**TASK DIRECTIONS:**
Scan the data below for lines holding the word "handle", and copy each line found.

**DATA PROVIDED:**
//! Minimal HTTP/1.1 server serving fixed menu documents for integration tests.
//!
//! Each route maps a request path to a status and body; unknown paths get 404.
//! Request head lines are recorded so tests can assert on cache headers.
//! A route may carry a delay to simulate a slow origin.

use std::collections::HashMap;
use std::io::{Read, Write};
use std::net::TcpListener;
use std::sync::{Arc, Mutex};
use std::thread;
use std::time::Duration;

#[derive(Debug, Clone)]
pub struct Route {
    pub status: u16,
    pub body: String,
    pub delay: Option<Duration>,
}

impl Route {
    pub fn ok(body: &str) -> Self {
        Self {
            status: 200,
            body: body.to_string(),
            delay: None,
        }
    }

    pub fn slow(body: &str, delay: Duration) -> Self {
        Self {
            delay: Some(delay),
            ..Self::ok(body)
        }
    }
}

pub struct MenuServer {
    /// Base URL ending with `/`, e.g. "http://127.0.0.1:12345/".
    pub base: String,
    requests: Arc<Mutex<Vec<String>>>,
}

impl MenuServer {
    /// Raw request heads received so far, in arrival order.
    pub fn requests(&self) -> Vec<String> {
        self.requests.lock().unwrap().clone()
    }
}

/// Starts a server in a background thread. The server runs until the process exits.
pub fn start(routes: Vec<(&str, Route)>) -> MenuServer {
    let listener = TcpListener::bind("127.0.0.1:0").expect("bind");
    let port = listener.local_addr().unwrap().port();
    let routes: Arc<HashMap<String, Route>> = Arc::new(
        routes
            .into_iter()
            .map(|(path, route)| (path.to_string(), route))
            .collect(),
    );
    let requests = Arc::new(Mutex::new(Vec::new()));
    let log = Arc::clone(&requests);
    thread::spawn(move || {
        for stream in listener.incoming().flatten() {
            let routes = Arc::clone(&routes);
            let log = Arc::clone(&log);
            thread::spawn(move || handle(stream, &routes, &log));
        }
    });
    MenuServer {
        base: format!("http://127.0.0.1:{}/", port),
        requests,
    }
}

fn handle(
    mut stream: std::net::TcpStream,
    routes: &HashMap<String, Route>,
    log: &Mutex<Vec<String>>,
) {
    let _ = stream.set_read_timeout(Some(Duration::from_secs(2)));
    let _ = stream.set_write_timeout(Some(Duration::from_secs(2)));
    let mut buf = [0u8; 8192];
    let n = match stream.read(&mut buf) {
        Ok(0) => return,
        Ok(n) => n,
        Err(_) => return,
    };
    let request = match std::str::from_utf8(&buf[..n]) {
        Ok(s) => s,
        Err(_) => return,
    };
    log.lock().unwrap().push(request.to_string());

    let path = request
        .lines()
        .next()
        .and_then(|line| line.split_whitespace().nth(1))
        .unwrap_or("/");

    let (status, reason, body) = match routes.get(path) {
        Some(route) => {
            if let Some(delay) = route.delay {
                thread::sleep(delay);
            }
            (route.status, reason_phrase(route.status), route.body.as_str())
        }
        None => (404, "Not Found", "not found"),
    };

    let response = format!(
        "HTTP/1.1 {} {}\r\nContent-Type: application/json\r\nContent-Length: {}\r\nConnection: close\r\n\r\n",
        status,
        reason,
        body.len()
    );
    let _ = stream.write_all(response.as_bytes());
    let _ = stream.write_all(body.as_bytes());
}

fn reason_phrase(status: u16) -> &'static str {
    match status {
        200 => "OK",
        404 => "Not Found",
        500 => "Internal Server Error",
        _ => "Unknown",
    }
}
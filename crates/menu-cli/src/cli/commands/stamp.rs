//! `menu stamp <files>` – refresh restaurant.updatedAt.

use anyhow::Result;
use menu_core::stamp::{stamp_file, StampOutcome};
use std::path::PathBuf;

pub fn run_stamp(paths: &[PathBuf]) -> Result<()> {
    for path in paths {
        match stamp_file(path)? {
            StampOutcome::Updated(at) => println!("Updated: {} -> {at}", path.display()),
            StampOutcome::Unchanged => println!("No change: {}", path.display()),
            StampOutcome::Skipped => println!("Skipped (no restaurant): {}", path.display()),
        }
    }
    Ok(())
}
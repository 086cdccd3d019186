use menu_core::logging;

mod cli;

use crate::cli::CliCommand;

#[tokio::main]
async fn main() {
    // Initialize logging as early as possible; fall back to stderr.
    if let Err(err) = logging::init_logging() {
        logging::init_logging_stderr();
        tracing::warn!("file logging unavailable: {:#}", err);
    }

    // Parse CLI and dispatch.
    if let Err(err) = CliCommand::run_from_args().await {
        eprintln!("menu error: {:#}", err);
        std::process::exit(1);
    }
}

**OUTPUT:**
            thread::spawn(move || handle(stream, &routes, &log));
fn handle(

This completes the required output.